> **PROBLEM TO SOLVE**: In the data that follows, count each line holding the string "destination"; answer with the number only.

Collected data entries:
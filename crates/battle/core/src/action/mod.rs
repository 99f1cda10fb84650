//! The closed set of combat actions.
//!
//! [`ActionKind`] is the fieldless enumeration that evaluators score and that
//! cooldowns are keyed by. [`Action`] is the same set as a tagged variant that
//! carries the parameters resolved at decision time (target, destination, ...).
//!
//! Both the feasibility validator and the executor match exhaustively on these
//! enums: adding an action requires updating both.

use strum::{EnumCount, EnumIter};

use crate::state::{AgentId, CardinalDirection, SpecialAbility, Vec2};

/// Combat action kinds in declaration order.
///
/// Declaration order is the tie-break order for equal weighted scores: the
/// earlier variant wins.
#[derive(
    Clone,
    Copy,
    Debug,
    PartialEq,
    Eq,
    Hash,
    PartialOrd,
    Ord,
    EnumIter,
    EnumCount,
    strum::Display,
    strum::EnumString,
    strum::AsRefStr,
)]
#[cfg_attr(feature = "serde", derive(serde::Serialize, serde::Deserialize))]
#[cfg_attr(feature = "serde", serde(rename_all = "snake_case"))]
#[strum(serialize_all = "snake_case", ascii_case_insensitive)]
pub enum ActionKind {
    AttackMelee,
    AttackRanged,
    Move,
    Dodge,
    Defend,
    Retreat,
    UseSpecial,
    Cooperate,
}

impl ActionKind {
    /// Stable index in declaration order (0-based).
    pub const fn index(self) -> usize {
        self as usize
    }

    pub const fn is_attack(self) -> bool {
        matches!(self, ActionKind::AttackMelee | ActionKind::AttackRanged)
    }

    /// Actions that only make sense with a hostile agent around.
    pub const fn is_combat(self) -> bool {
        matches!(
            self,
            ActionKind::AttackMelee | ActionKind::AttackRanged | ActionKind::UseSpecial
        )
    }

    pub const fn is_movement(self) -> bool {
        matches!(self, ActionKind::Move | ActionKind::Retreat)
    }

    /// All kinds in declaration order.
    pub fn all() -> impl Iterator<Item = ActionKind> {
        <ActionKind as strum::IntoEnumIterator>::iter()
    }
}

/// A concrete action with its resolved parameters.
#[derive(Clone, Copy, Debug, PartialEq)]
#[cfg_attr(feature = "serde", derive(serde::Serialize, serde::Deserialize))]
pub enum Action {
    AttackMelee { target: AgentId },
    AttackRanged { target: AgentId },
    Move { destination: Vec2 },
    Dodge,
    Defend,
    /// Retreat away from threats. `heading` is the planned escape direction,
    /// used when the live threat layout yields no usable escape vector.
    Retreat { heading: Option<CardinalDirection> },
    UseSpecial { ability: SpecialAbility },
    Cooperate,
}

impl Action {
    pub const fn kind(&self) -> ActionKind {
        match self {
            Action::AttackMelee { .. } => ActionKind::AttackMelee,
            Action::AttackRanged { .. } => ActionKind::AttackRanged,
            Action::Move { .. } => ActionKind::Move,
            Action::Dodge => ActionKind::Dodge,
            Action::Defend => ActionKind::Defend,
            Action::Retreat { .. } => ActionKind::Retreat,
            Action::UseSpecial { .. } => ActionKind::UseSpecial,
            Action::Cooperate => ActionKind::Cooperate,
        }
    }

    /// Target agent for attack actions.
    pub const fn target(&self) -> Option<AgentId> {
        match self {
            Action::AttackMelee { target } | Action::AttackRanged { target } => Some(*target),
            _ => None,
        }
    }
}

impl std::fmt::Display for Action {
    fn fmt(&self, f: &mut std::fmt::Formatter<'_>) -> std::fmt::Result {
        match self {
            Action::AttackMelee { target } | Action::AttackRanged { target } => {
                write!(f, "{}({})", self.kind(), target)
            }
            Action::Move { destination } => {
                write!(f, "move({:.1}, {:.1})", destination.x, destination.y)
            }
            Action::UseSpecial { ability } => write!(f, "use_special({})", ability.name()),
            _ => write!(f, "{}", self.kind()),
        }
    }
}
---
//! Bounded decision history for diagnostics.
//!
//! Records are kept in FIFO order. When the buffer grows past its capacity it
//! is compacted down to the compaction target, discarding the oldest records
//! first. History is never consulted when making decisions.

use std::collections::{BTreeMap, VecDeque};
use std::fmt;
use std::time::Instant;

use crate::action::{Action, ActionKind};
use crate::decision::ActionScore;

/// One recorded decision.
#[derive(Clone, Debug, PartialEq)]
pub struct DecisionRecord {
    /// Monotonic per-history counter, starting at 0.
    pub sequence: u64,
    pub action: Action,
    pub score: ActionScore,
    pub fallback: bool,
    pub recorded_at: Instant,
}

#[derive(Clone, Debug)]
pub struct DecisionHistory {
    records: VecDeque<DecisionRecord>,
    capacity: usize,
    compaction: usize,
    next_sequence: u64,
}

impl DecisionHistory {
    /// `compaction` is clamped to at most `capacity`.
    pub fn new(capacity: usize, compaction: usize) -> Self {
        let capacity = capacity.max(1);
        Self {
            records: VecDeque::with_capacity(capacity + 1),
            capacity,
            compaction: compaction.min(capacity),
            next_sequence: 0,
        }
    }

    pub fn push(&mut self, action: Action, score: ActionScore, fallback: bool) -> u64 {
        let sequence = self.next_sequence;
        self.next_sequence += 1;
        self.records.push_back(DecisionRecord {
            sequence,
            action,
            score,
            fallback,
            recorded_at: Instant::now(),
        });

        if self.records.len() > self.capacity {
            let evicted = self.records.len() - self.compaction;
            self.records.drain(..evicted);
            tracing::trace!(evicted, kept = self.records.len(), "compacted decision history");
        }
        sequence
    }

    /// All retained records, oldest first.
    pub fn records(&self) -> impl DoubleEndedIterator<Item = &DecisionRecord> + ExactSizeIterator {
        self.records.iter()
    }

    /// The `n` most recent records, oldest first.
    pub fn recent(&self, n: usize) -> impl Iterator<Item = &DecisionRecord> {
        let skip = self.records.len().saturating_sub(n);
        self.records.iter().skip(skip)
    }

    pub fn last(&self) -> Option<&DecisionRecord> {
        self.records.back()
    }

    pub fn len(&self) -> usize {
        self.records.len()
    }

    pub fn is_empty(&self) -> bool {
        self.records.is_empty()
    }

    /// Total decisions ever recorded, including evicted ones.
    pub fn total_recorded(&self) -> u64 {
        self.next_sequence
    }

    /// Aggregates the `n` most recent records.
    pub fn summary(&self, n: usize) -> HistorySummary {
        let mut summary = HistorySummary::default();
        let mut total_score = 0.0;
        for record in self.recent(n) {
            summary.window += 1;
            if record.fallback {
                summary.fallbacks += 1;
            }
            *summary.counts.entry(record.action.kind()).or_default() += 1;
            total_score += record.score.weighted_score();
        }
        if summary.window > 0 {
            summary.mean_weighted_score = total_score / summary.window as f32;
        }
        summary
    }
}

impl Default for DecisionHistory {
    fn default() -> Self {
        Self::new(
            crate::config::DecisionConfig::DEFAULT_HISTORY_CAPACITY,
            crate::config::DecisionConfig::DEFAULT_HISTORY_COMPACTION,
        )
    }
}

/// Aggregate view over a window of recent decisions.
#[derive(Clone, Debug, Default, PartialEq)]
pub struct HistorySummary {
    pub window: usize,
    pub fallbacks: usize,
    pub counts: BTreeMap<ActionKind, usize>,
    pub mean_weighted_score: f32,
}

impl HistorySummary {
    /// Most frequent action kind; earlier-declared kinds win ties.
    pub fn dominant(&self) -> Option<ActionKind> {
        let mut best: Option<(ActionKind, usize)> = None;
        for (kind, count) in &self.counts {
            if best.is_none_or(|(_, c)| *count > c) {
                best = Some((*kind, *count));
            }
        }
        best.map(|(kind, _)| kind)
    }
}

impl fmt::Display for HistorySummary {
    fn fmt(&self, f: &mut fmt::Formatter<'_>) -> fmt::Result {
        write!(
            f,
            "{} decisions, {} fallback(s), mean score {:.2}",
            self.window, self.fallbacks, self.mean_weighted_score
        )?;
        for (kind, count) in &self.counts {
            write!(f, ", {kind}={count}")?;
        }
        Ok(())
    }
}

> **YOUR SOLUTION**: 4